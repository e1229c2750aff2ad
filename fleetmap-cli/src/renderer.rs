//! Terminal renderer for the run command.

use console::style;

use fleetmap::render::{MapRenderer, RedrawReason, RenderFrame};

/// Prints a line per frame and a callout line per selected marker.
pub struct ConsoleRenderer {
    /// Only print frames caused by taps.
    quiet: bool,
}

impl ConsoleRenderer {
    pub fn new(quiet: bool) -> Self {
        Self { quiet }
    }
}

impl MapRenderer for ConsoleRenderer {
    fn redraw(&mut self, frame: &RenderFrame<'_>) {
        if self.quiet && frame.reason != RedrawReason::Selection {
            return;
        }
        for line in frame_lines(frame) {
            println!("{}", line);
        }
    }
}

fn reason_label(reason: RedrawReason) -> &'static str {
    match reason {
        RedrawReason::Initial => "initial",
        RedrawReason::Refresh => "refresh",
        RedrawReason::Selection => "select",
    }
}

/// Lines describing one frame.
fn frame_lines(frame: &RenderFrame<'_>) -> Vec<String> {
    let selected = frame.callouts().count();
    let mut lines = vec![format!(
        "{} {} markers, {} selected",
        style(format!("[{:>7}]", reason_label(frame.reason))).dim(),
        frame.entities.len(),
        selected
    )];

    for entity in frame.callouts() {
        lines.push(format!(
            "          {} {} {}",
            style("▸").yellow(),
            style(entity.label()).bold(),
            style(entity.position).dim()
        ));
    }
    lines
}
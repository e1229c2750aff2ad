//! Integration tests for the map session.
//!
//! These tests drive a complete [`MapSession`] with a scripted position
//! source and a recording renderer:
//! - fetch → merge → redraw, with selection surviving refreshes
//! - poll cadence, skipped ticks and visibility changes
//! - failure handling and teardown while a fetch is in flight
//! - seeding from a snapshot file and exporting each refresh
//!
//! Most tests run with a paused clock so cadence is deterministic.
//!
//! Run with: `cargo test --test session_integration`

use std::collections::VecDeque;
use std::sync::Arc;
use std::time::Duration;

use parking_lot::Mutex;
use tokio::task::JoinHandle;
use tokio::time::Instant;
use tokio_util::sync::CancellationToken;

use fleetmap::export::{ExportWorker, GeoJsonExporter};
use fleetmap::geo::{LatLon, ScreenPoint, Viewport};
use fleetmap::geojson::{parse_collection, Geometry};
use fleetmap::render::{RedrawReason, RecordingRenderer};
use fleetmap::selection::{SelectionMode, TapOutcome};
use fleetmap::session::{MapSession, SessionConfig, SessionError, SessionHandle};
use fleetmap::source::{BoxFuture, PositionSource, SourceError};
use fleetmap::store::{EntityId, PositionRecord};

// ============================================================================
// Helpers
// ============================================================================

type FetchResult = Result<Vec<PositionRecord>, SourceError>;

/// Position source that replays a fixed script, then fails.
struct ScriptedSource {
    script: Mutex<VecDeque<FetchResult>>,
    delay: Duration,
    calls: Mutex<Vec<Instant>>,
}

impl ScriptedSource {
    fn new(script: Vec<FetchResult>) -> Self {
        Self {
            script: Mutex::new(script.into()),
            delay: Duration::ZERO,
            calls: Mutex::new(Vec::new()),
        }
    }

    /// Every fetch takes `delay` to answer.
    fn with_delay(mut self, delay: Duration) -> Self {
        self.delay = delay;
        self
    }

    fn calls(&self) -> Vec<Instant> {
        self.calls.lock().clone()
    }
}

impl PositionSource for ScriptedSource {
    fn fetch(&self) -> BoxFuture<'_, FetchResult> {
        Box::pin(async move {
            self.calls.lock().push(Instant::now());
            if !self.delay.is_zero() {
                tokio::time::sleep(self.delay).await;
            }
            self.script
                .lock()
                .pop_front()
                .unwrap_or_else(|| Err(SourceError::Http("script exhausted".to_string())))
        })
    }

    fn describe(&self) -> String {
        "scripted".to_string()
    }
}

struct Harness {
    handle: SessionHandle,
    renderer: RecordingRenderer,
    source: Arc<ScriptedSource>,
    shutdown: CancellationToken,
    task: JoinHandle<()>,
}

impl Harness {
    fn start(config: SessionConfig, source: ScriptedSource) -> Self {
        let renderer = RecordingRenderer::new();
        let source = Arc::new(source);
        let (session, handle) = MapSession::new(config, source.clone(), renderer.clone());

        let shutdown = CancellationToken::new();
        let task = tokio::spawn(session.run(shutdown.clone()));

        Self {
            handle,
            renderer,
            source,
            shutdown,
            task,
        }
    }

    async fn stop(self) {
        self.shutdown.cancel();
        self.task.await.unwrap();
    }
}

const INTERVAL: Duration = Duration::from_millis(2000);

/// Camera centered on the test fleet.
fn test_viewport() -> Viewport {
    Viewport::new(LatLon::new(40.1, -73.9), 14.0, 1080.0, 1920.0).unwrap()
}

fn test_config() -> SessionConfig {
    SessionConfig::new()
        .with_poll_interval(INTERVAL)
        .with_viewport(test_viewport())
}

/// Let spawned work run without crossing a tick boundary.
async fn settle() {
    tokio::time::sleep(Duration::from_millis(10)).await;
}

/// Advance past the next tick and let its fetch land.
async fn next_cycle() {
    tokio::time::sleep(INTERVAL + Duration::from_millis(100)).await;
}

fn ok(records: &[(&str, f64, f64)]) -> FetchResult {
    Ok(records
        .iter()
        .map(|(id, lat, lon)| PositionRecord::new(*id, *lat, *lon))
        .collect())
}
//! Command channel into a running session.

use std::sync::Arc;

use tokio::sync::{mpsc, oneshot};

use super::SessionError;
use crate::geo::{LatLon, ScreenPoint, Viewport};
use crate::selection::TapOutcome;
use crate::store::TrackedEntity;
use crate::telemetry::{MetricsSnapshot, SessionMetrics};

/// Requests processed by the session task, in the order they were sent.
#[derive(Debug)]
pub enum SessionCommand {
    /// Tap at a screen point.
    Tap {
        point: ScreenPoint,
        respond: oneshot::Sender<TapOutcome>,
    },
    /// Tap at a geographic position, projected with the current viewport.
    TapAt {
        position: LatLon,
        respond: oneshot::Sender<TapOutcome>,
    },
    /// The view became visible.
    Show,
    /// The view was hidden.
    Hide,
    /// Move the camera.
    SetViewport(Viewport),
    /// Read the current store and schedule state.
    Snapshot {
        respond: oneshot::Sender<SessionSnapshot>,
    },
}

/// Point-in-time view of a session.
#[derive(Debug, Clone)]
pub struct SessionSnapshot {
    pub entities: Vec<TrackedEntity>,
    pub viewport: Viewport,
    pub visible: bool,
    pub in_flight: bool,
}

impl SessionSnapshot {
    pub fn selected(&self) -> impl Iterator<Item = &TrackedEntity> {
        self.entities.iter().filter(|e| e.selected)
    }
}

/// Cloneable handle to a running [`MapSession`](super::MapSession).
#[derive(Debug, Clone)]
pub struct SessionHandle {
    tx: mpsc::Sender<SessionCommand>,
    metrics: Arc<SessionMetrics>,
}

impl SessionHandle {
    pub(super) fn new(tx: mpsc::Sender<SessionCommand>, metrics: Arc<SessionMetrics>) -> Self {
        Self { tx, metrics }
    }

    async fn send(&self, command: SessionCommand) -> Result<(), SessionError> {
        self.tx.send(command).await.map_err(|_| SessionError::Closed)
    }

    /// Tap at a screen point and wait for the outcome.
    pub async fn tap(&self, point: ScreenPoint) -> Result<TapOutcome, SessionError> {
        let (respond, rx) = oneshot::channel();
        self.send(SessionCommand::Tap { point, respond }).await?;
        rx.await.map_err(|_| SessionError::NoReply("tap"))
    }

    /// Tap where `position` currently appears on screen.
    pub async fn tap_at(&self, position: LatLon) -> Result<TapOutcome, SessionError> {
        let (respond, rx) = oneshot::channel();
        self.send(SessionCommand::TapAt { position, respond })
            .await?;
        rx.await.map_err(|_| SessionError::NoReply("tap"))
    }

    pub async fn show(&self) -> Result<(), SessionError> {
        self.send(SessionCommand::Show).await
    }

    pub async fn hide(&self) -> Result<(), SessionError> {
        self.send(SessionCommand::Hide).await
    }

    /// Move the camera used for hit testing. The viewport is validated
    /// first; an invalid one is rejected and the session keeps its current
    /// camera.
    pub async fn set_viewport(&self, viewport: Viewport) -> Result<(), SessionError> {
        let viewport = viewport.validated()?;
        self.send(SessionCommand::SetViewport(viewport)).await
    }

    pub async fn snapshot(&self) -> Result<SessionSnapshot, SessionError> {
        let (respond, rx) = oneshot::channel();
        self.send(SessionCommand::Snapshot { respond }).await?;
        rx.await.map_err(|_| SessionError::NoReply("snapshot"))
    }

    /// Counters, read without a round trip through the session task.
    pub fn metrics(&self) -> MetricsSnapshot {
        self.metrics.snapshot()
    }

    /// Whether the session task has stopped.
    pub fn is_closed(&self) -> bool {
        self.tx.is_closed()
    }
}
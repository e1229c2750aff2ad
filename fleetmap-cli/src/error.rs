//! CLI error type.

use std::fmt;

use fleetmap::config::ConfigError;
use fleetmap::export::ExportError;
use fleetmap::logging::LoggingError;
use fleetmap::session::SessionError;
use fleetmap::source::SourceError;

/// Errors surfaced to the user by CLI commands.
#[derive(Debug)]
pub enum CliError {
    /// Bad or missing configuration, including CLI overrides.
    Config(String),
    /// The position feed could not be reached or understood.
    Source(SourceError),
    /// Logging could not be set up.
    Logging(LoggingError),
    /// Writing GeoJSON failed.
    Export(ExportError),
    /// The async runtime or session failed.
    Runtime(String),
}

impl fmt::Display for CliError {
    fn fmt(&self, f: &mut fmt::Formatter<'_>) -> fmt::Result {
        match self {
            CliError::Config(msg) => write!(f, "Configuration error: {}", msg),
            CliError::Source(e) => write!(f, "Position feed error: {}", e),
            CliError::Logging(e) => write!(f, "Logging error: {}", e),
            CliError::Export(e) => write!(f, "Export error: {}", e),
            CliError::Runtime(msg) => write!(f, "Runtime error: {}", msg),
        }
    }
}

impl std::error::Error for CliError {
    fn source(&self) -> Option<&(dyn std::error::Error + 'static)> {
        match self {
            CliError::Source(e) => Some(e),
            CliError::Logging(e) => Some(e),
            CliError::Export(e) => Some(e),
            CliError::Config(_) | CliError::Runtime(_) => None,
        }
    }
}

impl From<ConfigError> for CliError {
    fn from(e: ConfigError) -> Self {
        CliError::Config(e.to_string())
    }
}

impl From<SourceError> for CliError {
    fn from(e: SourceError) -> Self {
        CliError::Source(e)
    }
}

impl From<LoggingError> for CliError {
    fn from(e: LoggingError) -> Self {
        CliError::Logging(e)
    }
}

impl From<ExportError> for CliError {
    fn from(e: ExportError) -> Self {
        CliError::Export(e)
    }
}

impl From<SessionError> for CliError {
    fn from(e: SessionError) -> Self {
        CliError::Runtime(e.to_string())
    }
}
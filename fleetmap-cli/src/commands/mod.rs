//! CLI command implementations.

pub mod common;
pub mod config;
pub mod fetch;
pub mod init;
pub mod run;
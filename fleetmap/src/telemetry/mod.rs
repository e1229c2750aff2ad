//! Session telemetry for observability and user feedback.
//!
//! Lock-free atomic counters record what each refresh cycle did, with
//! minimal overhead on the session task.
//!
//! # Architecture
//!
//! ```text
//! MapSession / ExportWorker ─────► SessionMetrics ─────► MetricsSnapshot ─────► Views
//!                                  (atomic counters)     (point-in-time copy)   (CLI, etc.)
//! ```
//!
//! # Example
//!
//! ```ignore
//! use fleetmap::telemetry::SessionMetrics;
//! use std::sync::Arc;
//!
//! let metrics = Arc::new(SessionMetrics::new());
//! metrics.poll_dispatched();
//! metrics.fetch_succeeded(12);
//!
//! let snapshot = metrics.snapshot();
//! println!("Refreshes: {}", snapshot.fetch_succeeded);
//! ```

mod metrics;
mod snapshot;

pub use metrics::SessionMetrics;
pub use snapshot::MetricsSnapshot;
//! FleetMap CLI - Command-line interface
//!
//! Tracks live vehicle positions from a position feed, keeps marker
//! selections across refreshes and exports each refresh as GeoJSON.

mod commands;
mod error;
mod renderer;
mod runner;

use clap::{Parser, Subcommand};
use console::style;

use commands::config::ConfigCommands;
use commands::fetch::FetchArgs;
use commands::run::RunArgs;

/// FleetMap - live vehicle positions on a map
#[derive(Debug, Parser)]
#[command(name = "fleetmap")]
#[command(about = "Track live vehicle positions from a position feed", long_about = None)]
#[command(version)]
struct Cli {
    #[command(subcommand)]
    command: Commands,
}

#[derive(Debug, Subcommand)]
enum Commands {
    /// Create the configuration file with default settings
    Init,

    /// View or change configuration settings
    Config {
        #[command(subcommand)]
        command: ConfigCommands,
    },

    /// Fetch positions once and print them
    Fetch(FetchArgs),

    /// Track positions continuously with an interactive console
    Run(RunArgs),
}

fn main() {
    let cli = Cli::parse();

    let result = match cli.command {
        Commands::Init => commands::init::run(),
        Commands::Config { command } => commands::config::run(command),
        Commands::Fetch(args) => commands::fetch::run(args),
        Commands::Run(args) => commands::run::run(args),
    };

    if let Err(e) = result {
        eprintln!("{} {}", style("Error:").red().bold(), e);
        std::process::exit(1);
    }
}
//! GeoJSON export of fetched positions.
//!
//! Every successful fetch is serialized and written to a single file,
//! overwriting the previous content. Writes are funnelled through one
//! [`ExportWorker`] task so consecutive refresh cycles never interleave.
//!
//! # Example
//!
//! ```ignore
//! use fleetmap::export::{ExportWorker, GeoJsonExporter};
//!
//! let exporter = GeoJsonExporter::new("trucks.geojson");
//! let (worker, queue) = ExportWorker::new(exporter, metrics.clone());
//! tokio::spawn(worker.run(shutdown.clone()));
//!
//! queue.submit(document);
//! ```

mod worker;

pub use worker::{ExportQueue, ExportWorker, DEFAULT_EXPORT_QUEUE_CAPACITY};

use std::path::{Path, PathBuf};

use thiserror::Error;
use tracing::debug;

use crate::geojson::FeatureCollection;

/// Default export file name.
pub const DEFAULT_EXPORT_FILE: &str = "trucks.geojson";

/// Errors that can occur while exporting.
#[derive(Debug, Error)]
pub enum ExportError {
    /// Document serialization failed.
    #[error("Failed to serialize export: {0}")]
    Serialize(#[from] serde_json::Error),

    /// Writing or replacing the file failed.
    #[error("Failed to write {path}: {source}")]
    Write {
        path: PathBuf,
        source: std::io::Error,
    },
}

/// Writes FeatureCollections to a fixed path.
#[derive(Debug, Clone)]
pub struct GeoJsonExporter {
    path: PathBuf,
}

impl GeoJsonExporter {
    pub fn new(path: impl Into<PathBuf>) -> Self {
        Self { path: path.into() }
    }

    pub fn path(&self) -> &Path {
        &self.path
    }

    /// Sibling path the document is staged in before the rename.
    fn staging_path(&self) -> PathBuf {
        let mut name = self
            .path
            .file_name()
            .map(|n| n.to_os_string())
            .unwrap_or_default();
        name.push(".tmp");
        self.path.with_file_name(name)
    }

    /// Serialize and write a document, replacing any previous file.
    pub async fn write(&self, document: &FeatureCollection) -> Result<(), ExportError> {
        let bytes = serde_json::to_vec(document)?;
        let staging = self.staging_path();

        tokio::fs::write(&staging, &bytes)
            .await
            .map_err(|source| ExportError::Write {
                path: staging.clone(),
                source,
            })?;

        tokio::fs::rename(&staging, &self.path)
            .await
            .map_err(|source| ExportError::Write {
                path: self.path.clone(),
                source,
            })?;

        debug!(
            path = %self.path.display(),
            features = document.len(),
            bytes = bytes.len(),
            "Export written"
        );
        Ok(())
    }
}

━━━━━━━━━━━━━━━━━━━━━━━━━━━━━━

Using the data above, return every line that contains the string "without".

/// Let spawned work run without crossing a tick boundary.
    /// Counters, read without a round trip through the session task.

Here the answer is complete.